Ehud's thoughts and observations about Natural Language Generation

If we want to build better NLG systems, we need to address

  • Task: What sorts of texts do users want, in what contexts?
  • Data: What data do we use to create models?
  • Model/algorithm: How do we actually generate texts?
  • Evaluation: How do we determine how good texts are, and what problems they have?

To me, all of the above are essential to progress in NLG! So I find it disappointing that the NLG and NLP communities largely fixate on models and ignore everything else. Models and algorithms are important, but only if they are based on understanding what people want, build on high quality data sets, and are properly evaluated!

Below I say a bit more about these, and give some examples of recent work from my students and collaborators.

Task (requirements)

The most important question when building a practical NLG system is “What do users want”? In other words, what are the requirements for the NLG system? This includes issues such as

  • What insights do users want to see? What mixture of text and graphics should be used to communicate these?
  • What language should be used to express the insights?
  • How will users interact with the NLG system?

There is very little published on this topic in the NLP research community, which is a shame. I’m happy to say that one of my students, Francesco Moramarco, will have a paper at NAACL about how he and his colleagues worked closely with clinicians to understand what they wanted and needed from a system which summarised doctor-patient consultations. For example, they discovered that clinicians wanted summaries to be produced incrementally in real-time during a consultation, which is not the way summarisation systems usually work.

I really hope to see more such papers published, I think its crazy that the community seems to have so little interest in understanding what people actually want NLG (and NLP) systems to do!

The second question in building an NLG system is data. If we use a machine learning approach, we generally need a parallel data-text corpus, or at least an annotated corpus of human-written text. Producing high-quality corpora is a lot of work, and one of the things that most angers me about the research community is that it seems to push researchers towards using inferior data sets even when better ones exist! This is insane if we care about science.

One positive development over the past few years is that more effort seems to be going into creating high-quality datasets for interesting task, and this work is begin recognised. I was very happy that the paper Inducing Positive Perspectives with Text Reframing, which is largely about an (impressive) dataset, won an outstanding paper award at ACL this year.

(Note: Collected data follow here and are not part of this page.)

use crate::middleware::{OrganizationScope, RequireKeyAuth};
use crate::service::GmailService;
use crate::service::gmail::SavedDraft;
use crate::types::gmail::{
    FormattedDraft, FormattedMessage, GmailLabel, LabelNameRequest, ListMessagesQuery,
    MessagePage, ModifyLabelsRequest, ReadRequest, SendEmailRequest, SentMessage, StarRequest,
};
use crate::{NexusError, router::NexusState};

use axum::{
    Json,
    extract::{Path, Query, State},
    http::{HeaderValue, header},
    response::{IntoResponse, Response},
};
use serde_json::{Value, json};

async fn mailbox(state: &NexusState, organization: &OrganizationScope) -> Result<GmailService, NexusError> {
    GmailService::create(&state.manager, organization.as_str())
        .await?
        .ok_or(NexusError::NotConnected)
}

fn done() -> Json<Value> {
    Json(json!({ "success": true }))
}

/// GET /api/gmail/messages
pub async fn list_messages(
    State(state): State<NexusState>,
    _auth: RequireKeyAuth,
    organization: OrganizationScope,
    Query(query): Query<ListMessagesQuery>,
) -> Result<Json<MessagePage>, NexusError> {
    let gmail = mailbox(&state, &organization).await?;
    Ok(Json(gmail.get_messages(&query).await?))
}

/// GET /api/gmail/messages/{id}
pub async fn get_message(
    State(state): State<NexusState>,
    _auth: RequireKeyAuth,
    organization: OrganizationScope,
    Path(id): Path<String>,
) -> Result<Json<FormattedMessage>, NexusError> {
    let gmail = mailbox(&state, &organization).await?;
    Ok(Json(gmail.get_message(&id).await?))
}

/// DELETE /api/gmail/messages/{id} (permanent)
pub async fn delete_message(
    State(state): State<NexusState>,
    _auth: RequireKeyAuth,
    organization: OrganizationScope,
    Path(id): Path<String>,
) -> Result<Json<Value>, NexusError> {
    mailbox(&state, &organization).await?.delete_message(&id).await?;
    Ok(done())
}

/// POST /api/gmail/messages/send
pub async fn send_message(
    State(state): State<NexusState>,
    _auth: RequireKeyAuth,
    organization: OrganizationScope,
    Json(req): Json<SendEmailRequest>,
) -> Result<Json<SentMessage>, NexusError> {
    let gmail = mailbox(&state, &organization).await?;
    Ok(Json(gmail.send_email(&req).await?))
}

/// POST /api/gmail/messages/{id}/read
pub async fn mark_read(
    State(state): State<NexusState>,
    _auth: RequireKeyAuth,
    organization: OrganizationScope,
    Path(id): Path<String>,
    Json(req): Json<ReadRequest>,
) -> Result<Json<Value>, NexusError> {
    mailbox(&state, &organization)
        .await?
        .mark_as_read(&id, req.read)
        .await?;
    Ok(done())
}

/// POST /api/gmail/messages/{id}/star
pub async fn mark_starred(
    State(state): State<NexusState>,
    _auth: RequireKeyAuth,
    organization: OrganizationScope,
    Path(id): Path<String>,
    Json(req): Json<StarRequest>,
) -> Result<Json<Value>, NexusError> {
    mailbox(&state, &organization)
        .await?
        .mark_as_starred(&id, req.starred)
        .await?;
    Ok(done())
}

/// POST /api/gmail/messages/{id}/trash
pub async fn trash_message(
    State(state): State<NexusState>,
    _auth: RequireKeyAuth,
    organization: OrganizationScope,
    Path(id): Path<String>,
) -> Result<Json<Value>, NexusError> {
    mailbox(&state, &organization).await?.trash_message(&id).await?;
    Ok(done())
}

/// POST /api/gmail/messages/{id}/untrash
pub async fn untrash_message(
    State(state): State<NexusState>,
    _auth: RequireKeyAuth,
    organization: OrganizationScope,
    Path(id): Path<String>,
) -> Result<Json<Value>, NexusError> {
    mailbox(&state, &organization).await?.untrash_message(&id).await?;
    Ok(done())
}

/// POST /api/gmail/messages/{id}/labels
pub async fn modify_labels(
    State(state): State<NexusState>,
    _auth: RequireKeyAuth,
    organization: OrganizationScope,
    Path(id): Path<String>,
    Json(req): Json<ModifyLabelsRequest>,
) -> Result<Json<Value>, NexusError> {
    mailbox(&state, &organization)
        .await?
        .modify_labels(&id, &req.add_label_ids, &req.remove_label_ids)
        .await?;
    Ok(done())
}

/// GET /api/gmail/messages/{id}/attachments/{attachment_id} -> raw bytes.
pub async fn get_attachment(
    State(state): State<NexusState>,
    _auth: RequireKeyAuth,
    organization: OrganizationScope,
    Path((message_id, attachment_id)): Path<(String, String)>,
) -> Result<Response, NexusError> {
    let attachment = mailbox(&state, &organization)
        .await?
        .get_attachment(&message_id, &attachment_id)
        .await?;

    let content_type = HeaderValue::from_str(&attachment.mime_type)
        .unwrap_or_else(|_| HeaderValue::from_static("application/octet-stream"));
    let disposition = HeaderValue::from_str(&content_disposition(&attachment.filename))
        .unwrap_or_else(|_| HeaderValue::from_static("attachment"));

    Ok((
        [
            (header::CONTENT_TYPE, content_type),
            (header::CONTENT_DISPOSITION, disposition),
        ],
        attachment.data,
    )
        .into_response())
}

/// GET /api/gmail/labels
pub async fn list_labels(
    State(state): State<NexusState>,
    _auth: RequireKeyAuth,
    organization: OrganizationScope,
) -> Result<Json<Vec<GmailLabel>>, NexusError> {
    Ok(Json(mailbox(&state, &organization).await?.get_labels().await?))
}

/// POST /api/gmail/labels
pub async fn create_label(
    State(state): State<NexusState>,
    _auth: RequireKeyAuth,
    organization: OrganizationScope,
    Json(req): Json<LabelNameRequest>,
) -> Result<Json<GmailLabel>, NexusError> {
    let gmail = mailbox(&state, &organization).await?;
    Ok(Json(gmail.create_label(&req.name).await?))
}

/// PUT /api/gmail/labels/{id}
pub async fn update_label(
    State(state): State<NexusState>,
    _auth: RequireKeyAuth,
    organization: OrganizationScope,
    Path(id): Path<String>,
    Json(req): Json<LabelNameRequest>,
) -> Result<Json<GmailLabel>, NexusError> {
    let gmail = mailbox(&state, &organization).await?;
    Ok(Json(gmail.update_label(&id, &req.name).await?))
}

/// DELETE /api/gmail/labels/{id}
pub async fn delete_label(
    State(state): State<NexusState>,
    _auth: RequireKeyAuth,
    organization: OrganizationScope,
    Path(id): Path<String>,
) -> Result<Json<Value>, NexusError> {
    mailbox(&state, &organization).await?.delete_label(&id).await?;
    Ok(done())
}

/// GET /api/gmail/drafts
pub async fn list_drafts(
    State(state): State<NexusState>,
    _auth: RequireKeyAuth,
    organization: OrganizationScope,
) -> Result<Json<Vec<FormattedDraft>>, NexusError> {
    Ok(Json(mailbox(&state, &organization).await?.get_drafts().await?))
}

/// POST /api/gmail/drafts
pub async fn save_draft(
    State(state): State<NexusState>,
    _auth: RequireKeyAuth,
    organization: OrganizationScope,
    Json(req): Json<SendEmailRequest>,
) -> Result<Json<SavedDraft>, NexusError> {
    let gmail = mailbox(&state, &organization).await?;
    Ok(Json(gmail.save_draft(&req).await?))
}

/// DELETE /api/gmail/drafts/{id}
pub async fn delete_draft(
    State(state): State<NexusState>,
    _auth: RequireKeyAuth,
    organization: OrganizationScope,
    Path(id): Path<String>,
) -> Result<Json<Value>, NexusError> {
    mailbox(&state, &organization).await?.delete_draft(&id).await?;
    Ok(done())
}

/// POST /api/gmail/drafts/{id}/send
pub async fn send_draft(
    State(state): State<NexusState>,
    _auth: RequireKeyAuth,
    organization: OrganizationScope,
    Path(id): Path<String>,
) -> Result<Json<SentMessage>, NexusError> {
    let gmail = mailbox(&state, &organization).await?;
    Ok(Json(gmail.send_draft(&id).await?))
}

/// POST /api/gmail/trash/empty
pub async fn empty_trash(
    State(state): State<NexusState>,
    _auth: RequireKeyAuth,
    organization: OrganizationScope,
) -> Result<Json<Value>, NexusError> {
    let deleted = mailbox(&state, &organization).await?.empty_trash().await?;
    Ok(Json(json!({ "success": true, "deleted": deleted })))
}

fn content_disposition(filename: &str) -> String {
    let safe: String = filename
        .chars()
        .map(|c| match c {
            '"' | '\\' => '_',
            c if c.is_ascii_graphic() || c == ' ' => c,
            _ => '_',
        })
        .collect();
    format!("attachment; filename=\"{safe}\"")
}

Anyways, looking at my students, Francesco and his colleagues have just released a corpus of mock patient-doctor dialogues, and Simone Balloccu (another student) and his colleagues have just released a corpus of (mock) patient-therapist dialogues. Both of these corpora use actors instead of patients, since data privacy issues make it very hard (impossible?) to publically release medical dialogues with real patients, but I they should still be very useful to researchers who want to build NLG systems that interact with patients.

Incidentally, another aspect of “data” is extracting high quality input data from available data sources; eg high-quality sports data to feed into a sports narrative generator. This is a major issue in building real-world NLG systems, but something which the academic community continues to ignore.

Models/Algorithms

There is of course a huge amount of research on models and algorithms for NLG. So I wont say much about this here, but I do want to say that I would love to see more models/algorithms which explicitly address a user need/requirement (as described above), as opposed to models whose main goal is to demonstrate small improvements in dubious leaderboards.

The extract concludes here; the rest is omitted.